Description of the task:
Say how many lines in the entries below have the word "testable" in them, giving only the number.

Provided records:
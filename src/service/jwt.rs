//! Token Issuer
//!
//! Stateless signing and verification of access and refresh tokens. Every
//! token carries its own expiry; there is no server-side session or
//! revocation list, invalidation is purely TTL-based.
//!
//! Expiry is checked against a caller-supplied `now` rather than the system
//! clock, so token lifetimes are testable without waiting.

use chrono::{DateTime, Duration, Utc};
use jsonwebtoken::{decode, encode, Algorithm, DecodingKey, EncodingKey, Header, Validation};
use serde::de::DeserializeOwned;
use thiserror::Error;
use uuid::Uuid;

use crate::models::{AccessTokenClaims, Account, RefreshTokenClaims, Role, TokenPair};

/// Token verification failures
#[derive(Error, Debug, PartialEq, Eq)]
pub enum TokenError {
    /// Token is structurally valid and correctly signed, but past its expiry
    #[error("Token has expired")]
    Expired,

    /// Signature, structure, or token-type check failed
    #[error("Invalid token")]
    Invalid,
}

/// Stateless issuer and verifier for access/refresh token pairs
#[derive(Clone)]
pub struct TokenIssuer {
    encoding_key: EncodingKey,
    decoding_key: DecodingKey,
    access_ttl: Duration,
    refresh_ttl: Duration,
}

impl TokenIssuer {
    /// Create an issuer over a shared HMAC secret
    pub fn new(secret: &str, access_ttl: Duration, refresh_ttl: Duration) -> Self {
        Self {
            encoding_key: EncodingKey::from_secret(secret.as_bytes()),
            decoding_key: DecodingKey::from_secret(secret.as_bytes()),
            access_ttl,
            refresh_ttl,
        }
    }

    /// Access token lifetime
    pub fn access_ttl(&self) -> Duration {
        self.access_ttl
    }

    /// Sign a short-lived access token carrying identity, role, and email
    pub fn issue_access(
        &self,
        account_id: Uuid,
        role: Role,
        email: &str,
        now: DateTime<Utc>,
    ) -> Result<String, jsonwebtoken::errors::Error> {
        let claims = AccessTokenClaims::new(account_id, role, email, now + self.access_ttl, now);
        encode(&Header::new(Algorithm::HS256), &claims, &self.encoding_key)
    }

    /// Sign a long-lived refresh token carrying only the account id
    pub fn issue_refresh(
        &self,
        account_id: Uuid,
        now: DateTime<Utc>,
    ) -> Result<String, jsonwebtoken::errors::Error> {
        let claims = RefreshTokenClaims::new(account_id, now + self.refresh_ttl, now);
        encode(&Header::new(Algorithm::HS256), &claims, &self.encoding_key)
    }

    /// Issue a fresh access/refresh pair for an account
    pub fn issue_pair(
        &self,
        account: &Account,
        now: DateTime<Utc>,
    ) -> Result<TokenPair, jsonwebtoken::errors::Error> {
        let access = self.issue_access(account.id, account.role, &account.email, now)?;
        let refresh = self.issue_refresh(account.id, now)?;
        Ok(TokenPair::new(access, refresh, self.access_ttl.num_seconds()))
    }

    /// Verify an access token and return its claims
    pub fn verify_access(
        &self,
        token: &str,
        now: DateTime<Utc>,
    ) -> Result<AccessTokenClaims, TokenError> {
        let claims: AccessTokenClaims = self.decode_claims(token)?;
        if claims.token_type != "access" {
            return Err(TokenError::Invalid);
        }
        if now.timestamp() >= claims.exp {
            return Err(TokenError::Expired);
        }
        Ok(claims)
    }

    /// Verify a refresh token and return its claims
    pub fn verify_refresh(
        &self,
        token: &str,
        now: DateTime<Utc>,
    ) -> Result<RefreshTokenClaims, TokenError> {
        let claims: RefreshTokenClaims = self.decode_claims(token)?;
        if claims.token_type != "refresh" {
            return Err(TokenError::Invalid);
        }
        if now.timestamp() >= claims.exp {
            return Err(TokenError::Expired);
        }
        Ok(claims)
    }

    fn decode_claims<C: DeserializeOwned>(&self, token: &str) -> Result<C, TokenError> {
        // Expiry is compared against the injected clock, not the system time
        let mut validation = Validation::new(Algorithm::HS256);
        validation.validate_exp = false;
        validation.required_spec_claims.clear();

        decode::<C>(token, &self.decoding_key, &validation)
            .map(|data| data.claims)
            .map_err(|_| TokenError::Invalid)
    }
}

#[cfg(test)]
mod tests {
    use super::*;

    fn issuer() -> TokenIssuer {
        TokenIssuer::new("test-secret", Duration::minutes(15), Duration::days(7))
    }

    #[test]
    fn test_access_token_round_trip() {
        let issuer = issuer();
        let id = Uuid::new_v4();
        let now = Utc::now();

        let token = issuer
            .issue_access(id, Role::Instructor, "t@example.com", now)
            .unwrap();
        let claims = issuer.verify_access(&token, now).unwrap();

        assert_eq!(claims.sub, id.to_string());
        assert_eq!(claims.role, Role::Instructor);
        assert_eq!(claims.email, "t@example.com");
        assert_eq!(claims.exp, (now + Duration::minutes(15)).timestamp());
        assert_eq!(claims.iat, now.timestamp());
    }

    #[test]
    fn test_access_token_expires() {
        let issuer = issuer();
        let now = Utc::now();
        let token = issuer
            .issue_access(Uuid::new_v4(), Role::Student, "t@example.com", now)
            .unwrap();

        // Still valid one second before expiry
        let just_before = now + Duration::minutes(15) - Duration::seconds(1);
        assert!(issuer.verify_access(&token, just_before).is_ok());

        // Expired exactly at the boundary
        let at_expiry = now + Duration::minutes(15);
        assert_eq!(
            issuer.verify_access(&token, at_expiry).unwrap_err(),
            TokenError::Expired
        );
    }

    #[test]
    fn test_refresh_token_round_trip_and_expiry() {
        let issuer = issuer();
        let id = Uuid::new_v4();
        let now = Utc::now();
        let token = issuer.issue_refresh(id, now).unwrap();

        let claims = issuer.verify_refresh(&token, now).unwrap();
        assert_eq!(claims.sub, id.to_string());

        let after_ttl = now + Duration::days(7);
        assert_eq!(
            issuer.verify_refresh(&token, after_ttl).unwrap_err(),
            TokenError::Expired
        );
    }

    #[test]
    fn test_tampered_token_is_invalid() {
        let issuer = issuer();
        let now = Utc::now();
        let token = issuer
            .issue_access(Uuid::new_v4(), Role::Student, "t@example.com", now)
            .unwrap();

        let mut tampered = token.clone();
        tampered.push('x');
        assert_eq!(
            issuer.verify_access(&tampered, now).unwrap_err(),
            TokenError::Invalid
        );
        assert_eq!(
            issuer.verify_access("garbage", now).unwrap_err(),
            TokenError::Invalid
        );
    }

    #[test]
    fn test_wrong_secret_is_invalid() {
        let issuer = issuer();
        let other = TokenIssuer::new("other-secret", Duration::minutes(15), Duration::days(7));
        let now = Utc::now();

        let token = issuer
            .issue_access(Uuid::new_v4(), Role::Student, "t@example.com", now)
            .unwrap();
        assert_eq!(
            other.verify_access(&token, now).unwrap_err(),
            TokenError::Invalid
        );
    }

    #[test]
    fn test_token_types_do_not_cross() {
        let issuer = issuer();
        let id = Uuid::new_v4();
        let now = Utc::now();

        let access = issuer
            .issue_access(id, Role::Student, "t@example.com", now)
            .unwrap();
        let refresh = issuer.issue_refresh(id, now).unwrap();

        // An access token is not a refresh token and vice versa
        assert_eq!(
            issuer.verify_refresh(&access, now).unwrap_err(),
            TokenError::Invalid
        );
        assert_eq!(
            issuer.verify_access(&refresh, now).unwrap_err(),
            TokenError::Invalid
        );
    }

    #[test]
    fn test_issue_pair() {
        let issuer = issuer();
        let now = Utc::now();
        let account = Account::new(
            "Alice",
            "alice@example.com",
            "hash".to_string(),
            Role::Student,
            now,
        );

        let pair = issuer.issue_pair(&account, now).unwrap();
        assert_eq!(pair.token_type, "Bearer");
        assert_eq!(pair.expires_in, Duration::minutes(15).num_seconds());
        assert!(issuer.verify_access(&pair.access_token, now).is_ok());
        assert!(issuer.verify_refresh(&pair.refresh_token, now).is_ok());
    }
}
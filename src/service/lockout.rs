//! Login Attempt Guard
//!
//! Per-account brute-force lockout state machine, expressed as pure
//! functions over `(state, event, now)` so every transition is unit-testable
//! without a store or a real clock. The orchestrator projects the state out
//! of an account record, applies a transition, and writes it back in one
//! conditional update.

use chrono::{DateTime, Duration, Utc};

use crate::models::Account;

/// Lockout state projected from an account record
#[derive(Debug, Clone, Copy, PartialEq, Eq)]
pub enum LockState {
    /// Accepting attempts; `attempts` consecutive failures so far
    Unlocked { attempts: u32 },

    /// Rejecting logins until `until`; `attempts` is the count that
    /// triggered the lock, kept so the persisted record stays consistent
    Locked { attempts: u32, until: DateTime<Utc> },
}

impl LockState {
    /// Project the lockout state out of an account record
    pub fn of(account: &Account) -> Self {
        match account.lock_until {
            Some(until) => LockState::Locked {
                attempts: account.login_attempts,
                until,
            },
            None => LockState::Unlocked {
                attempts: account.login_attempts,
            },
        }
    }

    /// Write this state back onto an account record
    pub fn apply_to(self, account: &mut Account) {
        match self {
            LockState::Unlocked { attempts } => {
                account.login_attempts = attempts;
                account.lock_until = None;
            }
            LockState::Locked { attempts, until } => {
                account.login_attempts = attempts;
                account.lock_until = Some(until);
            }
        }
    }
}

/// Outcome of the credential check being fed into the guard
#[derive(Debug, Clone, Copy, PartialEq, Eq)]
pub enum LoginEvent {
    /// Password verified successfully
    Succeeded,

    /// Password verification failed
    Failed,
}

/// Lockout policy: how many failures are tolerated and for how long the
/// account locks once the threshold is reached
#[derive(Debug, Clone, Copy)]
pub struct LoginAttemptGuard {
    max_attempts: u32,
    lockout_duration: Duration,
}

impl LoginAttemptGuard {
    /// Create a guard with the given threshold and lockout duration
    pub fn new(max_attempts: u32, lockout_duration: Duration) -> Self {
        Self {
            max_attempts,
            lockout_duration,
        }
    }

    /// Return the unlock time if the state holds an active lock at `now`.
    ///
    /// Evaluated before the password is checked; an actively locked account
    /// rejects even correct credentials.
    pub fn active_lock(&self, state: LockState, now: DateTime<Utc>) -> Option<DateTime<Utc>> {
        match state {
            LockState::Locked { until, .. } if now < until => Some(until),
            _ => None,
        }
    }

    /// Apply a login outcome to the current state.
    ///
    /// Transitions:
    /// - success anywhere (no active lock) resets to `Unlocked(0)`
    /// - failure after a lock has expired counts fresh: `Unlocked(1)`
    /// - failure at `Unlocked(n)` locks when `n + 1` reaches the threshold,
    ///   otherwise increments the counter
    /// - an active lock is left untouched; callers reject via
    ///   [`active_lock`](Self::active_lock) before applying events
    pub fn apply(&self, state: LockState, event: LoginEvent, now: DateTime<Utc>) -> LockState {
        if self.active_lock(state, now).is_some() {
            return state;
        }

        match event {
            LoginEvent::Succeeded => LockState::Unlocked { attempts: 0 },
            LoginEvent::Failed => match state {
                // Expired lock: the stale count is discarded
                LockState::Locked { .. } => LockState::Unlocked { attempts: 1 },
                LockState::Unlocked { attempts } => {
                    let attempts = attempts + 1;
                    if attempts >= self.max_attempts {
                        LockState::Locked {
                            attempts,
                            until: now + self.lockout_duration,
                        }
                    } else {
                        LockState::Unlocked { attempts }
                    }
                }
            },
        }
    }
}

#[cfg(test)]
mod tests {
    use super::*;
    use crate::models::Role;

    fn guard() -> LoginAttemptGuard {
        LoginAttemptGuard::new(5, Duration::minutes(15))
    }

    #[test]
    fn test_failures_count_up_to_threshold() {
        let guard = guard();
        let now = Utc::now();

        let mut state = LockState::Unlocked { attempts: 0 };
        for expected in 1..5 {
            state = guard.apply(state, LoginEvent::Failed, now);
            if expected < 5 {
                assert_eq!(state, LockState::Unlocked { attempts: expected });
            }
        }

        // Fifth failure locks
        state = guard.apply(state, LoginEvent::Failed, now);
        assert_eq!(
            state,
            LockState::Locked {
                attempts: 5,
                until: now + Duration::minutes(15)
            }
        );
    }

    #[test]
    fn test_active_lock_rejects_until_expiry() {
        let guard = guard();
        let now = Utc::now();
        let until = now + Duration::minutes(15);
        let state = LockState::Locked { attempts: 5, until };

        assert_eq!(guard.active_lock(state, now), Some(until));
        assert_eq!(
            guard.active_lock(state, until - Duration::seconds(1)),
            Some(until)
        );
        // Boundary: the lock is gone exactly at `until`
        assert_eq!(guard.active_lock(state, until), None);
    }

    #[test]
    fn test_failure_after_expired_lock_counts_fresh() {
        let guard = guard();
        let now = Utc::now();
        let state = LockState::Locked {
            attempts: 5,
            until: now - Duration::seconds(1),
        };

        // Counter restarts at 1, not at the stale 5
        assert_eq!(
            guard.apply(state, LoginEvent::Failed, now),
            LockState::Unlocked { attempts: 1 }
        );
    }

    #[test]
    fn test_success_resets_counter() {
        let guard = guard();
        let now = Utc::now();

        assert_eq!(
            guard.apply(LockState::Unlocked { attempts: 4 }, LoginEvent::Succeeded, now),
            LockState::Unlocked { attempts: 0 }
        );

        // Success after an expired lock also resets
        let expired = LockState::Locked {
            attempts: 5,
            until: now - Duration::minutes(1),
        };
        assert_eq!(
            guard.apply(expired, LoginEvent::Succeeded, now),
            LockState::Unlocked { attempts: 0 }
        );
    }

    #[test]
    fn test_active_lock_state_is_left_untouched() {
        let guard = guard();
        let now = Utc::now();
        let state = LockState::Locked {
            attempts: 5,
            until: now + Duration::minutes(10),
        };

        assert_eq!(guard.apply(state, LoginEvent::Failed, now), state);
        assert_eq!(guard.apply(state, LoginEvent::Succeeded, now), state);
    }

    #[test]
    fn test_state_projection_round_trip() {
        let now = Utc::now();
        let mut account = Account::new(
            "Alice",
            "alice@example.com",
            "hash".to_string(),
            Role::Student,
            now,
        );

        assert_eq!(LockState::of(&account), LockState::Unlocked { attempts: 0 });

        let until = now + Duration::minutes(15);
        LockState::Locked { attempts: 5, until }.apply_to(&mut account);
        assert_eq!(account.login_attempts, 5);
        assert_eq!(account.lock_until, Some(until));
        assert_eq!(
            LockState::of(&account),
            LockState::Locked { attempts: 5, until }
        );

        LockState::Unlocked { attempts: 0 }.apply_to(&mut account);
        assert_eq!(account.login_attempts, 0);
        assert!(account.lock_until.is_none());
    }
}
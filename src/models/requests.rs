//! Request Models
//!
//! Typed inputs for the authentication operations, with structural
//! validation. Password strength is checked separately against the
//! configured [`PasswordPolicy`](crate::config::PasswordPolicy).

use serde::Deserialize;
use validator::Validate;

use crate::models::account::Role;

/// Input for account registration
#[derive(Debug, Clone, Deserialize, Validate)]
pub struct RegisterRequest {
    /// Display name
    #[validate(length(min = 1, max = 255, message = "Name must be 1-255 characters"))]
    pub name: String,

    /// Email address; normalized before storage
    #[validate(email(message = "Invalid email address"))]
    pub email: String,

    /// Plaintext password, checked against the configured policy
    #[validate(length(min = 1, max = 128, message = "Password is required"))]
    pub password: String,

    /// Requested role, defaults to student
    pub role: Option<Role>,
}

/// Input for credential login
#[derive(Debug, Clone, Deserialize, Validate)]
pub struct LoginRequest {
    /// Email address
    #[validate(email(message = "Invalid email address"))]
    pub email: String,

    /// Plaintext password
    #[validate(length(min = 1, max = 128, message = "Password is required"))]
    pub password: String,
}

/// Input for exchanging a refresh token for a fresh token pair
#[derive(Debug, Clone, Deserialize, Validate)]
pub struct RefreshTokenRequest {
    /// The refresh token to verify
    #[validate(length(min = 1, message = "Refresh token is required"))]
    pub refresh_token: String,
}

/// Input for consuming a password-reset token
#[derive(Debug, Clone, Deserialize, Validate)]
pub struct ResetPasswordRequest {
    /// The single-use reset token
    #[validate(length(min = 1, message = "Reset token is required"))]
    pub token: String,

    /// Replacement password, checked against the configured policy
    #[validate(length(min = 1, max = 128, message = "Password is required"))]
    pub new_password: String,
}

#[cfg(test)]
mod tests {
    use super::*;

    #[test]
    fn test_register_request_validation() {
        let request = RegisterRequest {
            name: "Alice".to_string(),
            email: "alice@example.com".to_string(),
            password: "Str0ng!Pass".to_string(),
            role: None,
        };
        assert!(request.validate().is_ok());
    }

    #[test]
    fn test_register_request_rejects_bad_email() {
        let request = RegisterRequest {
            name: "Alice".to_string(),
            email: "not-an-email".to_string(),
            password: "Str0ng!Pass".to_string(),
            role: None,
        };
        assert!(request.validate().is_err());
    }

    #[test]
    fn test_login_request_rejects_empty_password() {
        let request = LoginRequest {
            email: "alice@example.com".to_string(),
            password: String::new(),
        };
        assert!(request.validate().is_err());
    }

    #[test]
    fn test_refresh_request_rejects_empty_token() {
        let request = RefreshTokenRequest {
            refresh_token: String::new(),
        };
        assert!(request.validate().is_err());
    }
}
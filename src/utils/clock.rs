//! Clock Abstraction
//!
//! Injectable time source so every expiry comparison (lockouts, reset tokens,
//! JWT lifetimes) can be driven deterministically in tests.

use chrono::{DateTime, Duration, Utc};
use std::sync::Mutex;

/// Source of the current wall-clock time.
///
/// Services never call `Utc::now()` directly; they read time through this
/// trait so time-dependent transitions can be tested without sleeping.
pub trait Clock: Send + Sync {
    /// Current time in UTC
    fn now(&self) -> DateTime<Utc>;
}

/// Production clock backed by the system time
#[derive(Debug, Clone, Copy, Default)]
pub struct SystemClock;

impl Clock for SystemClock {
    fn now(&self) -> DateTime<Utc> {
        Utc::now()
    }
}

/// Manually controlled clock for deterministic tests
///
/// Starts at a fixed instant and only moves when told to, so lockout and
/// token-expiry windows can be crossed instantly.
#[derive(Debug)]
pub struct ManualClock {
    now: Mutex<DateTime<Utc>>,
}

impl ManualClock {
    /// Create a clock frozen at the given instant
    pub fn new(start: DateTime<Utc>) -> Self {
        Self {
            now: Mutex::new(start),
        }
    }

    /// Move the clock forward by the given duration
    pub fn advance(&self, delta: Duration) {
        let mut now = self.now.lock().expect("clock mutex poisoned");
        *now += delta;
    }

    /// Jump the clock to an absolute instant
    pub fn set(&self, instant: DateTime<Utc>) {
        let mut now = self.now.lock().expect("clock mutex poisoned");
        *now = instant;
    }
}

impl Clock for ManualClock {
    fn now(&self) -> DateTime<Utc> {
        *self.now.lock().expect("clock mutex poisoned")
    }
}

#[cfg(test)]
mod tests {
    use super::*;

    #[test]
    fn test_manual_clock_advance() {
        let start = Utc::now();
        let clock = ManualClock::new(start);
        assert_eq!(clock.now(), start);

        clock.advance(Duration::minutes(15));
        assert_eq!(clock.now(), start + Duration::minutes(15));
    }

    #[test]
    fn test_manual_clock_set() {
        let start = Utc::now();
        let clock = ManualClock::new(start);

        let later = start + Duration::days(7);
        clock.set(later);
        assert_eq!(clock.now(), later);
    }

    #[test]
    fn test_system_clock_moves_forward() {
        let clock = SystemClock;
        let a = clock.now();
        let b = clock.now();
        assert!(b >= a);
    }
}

Written solution:
2